On the last day of the year died Don Carlo Torlonia, brother of the banker, a man greatly beloved and regretted. The public felt this event the more that its proximate cause was an attack made upon his brother’s house by Paradisi, now imprisoned in the Castle of St. Angelo, pending a law process for proof of his accusations. Don Carlo had been ill before, and the painful agitation caused by these circumstances decided his fate. The public had been by no means displeased at this inquiry into the conduct of Don Alessandro Torlonia, believing that his assumed munificence is, in this case, literally a robbery of Peter to pay Paul, and that all he gives to Rome is taken from Rome. But I sympathized no less with the affectionate indignation of his brother, too good a man to be made the confidant of wrong, or have eyes for it, if such exist.

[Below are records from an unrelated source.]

//! Module implementing the host's numeric image representation.
//!
//! Images travel through the host pipeline as batches of `f32` pixels
//! in `[0, 1]`, laid out as `[batch, height, width, channels]`.
//! Masks are the same but without the channel axis.

use std::convert::TryFrom;
use std::fmt;

use image::{Rgba, RgbaImage};
use thiserror::Error;


/// Channel count of an RGB image tensor.
pub const RGB_CHANNELS: usize = 3;
/// Channel count of an RGBA image tensor.
pub const RGBA_CHANNELS: usize = 4;


/// Image in the form of a `[1, H, W, C]` tensor of `f32` values.
///
/// `C` is either 3 (RGB) or 4 (RGBA). Data is stored row-major.
#[derive(Clone, PartialEq)]
pub struct ImageTensor {
    height: usize,
    width: usize,
    channels: usize,
    data: Vec<f32>,
}

impl ImageTensor {
    /// Create the tensor from its shape and flat data.
    ///
    /// Only the first image of a larger batch is kept.
    pub fn new(shape: [usize; 4], mut data: Vec<f32>) -> Result<Self, TensorError> {
        let [batch, height, width, channels] = shape;
        if channels != RGB_CHANNELS && channels != RGBA_CHANNELS {
            return Err(TensorError::Channels(channels));
        }
        if batch == 0 {
            return Err(TensorError::EmptyBatch);
        }
        check_dimensions(height, width)?;

        let image_len = height * width * channels;
        let expected = image_len.checked_mul(batch).ok_or(TensorError::TooLarge(height, width))?;
        if data.len() != expected {
            return Err(TensorError::Length{expected, actual: data.len()});
        }
        if batch > 1 {
            warn!("Got a batch of {} images, only the first one will be used", batch);
            data.truncate(image_len);
        }
        Ok(ImageTensor{height, width, channels, data})
    }

    /// Convert an RGBA image into a tensor with values in `[0, 1]`.
    pub fn from_image(image: &RgbaImage) -> Self {
        let (width, height) = image.dimensions();
        let data = image.as_raw().iter().map(|&v| v as f32 / 255.0).collect();
        ImageTensor{
            height: height as usize,
            width: width as usize,
            channels: RGBA_CHANNELS,
            data,
        }
    }
}

impl ImageTensor {
    /// Shape of the tensor, `[1, H, W, C]`.
    #[inline]
    pub fn shape(&self) -> [usize; 4] {
        [1, self.height, self.width, self.channels]
    }

    #[inline]
    pub fn height(&self) -> usize {
        self.height
    }

    #[inline]
    pub fn width(&self) -> usize {
        self.width
    }

    #[inline]
    pub fn channels(&self) -> usize {
        self.channels
    }

    #[inline]
    pub fn has_alpha(&self) -> bool {
        self.channels == RGBA_CHANNELS
    }

    /// Flat tensor data.
    #[inline]
    pub fn data(&self) -> &[f32] {
        &self.data[..]
    }

    #[inline]
    pub fn into_data(self) -> Vec<f32> {
        self.data
    }

    fn pixels<'t>(&'t self) -> impl Iterator<Item=&'t [f32]> + 't {
        self.data.chunks(self.channels)
    }
}

impl ImageTensor {
    /// Convert the tensor to an RGBA image.
    ///
    /// Values are scaled to `[0, 255]` and truncated.
    /// RGB tensors produce a fully opaque image.
    pub fn to_image(&self) -> RgbaImage {
        // Both dimensions were checked to fit in u32 when the tensor was made,
        // and the data length was checked against them.
        let (width, height) = (self.width as u32, self.height as u32);
        RgbaImage::from_fn(width, height, |x, y| {
            let offset = (y as usize * self.width + x as usize) * self.channels;
            let pixel = &self.data[offset..offset + self.channels];
            let alpha = if self.has_alpha() { to_byte(pixel[3]) } else { 0xff };
            Rgba([to_byte(pixel[0]), to_byte(pixel[1]), to_byte(pixel[2]), alpha])
        })
    }

    /// Tensor with only the color channels of this one.
    pub fn rgb(&self) -> ImageTensor {
        if !self.has_alpha() {
            return self.clone();
        }
        let data = self.pixels().flat_map(|p| p[..RGB_CHANNELS].iter().cloned()).collect();
        ImageTensor{channels: RGB_CHANNELS, data, ..*self}
    }

    /// Mask made from the alpha channel of this tensor,
    /// or a mask of all ones if there is no alpha channel.
    pub fn mask(&self) -> MaskTensor {
        if !self.has_alpha() {
            return MaskTensor::ones(self.height, self.width);
        }
        let data = self.pixels().map(|p| p[RGBA_CHANNELS - 1]).collect();
        MaskTensor{height: self.height, width: self.width, data}
    }
}

impl fmt::Debug for ImageTensor {
    fn fmt(&self, fmt: &mut fmt::Formatter) -> fmt::Result {
        write!(fmt, "ImageTensor{:?}", self.shape())
    }
}


/// Mask in the form of a `[1, H, W]` tensor of `f32` values.
#[derive(Clone, PartialEq)]
pub struct MaskTensor {
    height: usize,
    width: usize,
    data: Vec<f32>,
}

impl MaskTensor {
    /// Create the mask from its shape and flat data.
    pub fn new(shape: [usize; 3], data: Vec<f32>) -> Result<Self, TensorError> {
        let [batch, height, width] = shape;
        if batch != 1 {
            return Err(TensorError::Batch(batch));
        }
        check_dimensions(height, width)?;
        if data.len() != height * width {
            return Err(TensorError::Length{expected: height * width, actual: data.len()});
        }
        Ok(MaskTensor{height, width, data})
    }

    /// Create a mask that's fully opaque.
    pub fn ones(height: usize, width: usize) -> Self {
        MaskTensor{height, width, data: vec![1.0; height * width]}
    }
}

impl MaskTensor {
    /// Shape of the mask, `[1, H, W]`.
    #[inline]
    pub fn shape(&self) -> [usize; 3] {
        [1, self.height, self.width]
    }

    #[inline]
    pub fn data(&self) -> &[f32] {
        &self.data[..]
    }

    #[inline]
    pub fn into_data(self) -> Vec<f32> {
        self.data
    }
}

impl fmt::Debug for MaskTensor {
    fn fmt(&self, fmt: &mut fmt::Formatter) -> fmt::Result {
        write!(fmt, "MaskTensor{:?}", self.shape())
    }
}


/// Error for when the tensor data doesn't describe a valid image.
#[derive(Clone, Debug, Error, PartialEq, Eq)]
pub enum TensorError {
    /// Image tensor with an unsupported number of channels.
    #[error("image must have 3 or 4 channels, got {0}")]
    Channels(usize),
    /// Image tensor with no images in it.
    #[error("image batch is empty")]
    EmptyBatch,
    /// Mask tensor with a batch of other size than one.
    #[error("mask batch must have exactly one element, got {0}")]
    Batch(usize),
    /// Data length doesn't match the shape.
    #[error("tensor data has {actual} value(s), expected {expected}")]
    Length { expected: usize, actual: usize },
    /// Image dimensions too large to handle.
    #[error("image too large: {0}x{1}")]
    TooLarge(usize, usize),
}


fn check_dimensions(height: usize, width: usize) -> Result<(), TensorError> {
    let too_large = || TensorError::TooLarge(height, width);
    u32::try_from(height).map_err(|_| too_large())?;
    u32::try_from(width).map_err(|_| too_large())?;
    height.checked_mul(width)
        .and_then(|n| n.checked_mul(RGBA_CHANNELS))
        .ok_or_else(too_large)?;
    Ok(())
}

/// Convert a `[0, 1]` value to a byte, truncating the fractional part.
#[inline]
fn to_byte(value: f32) -> u8 {
    // Float-to-int `as` casts saturate (and map NaN to zero).
    (value * 255.0) as u8
}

Thus, in the poetical justice which does not fail to be done in the prose narrative of life, while men hastened, the moment a cry was raised against Don Alessandro, to echo it back with all kinds of imputations both on himself and his employees, every man held his breath, and many wept, when the mortal remains of Don Carlo passed; feeling that in him was lost a benefactor, a brother, a simple, just man.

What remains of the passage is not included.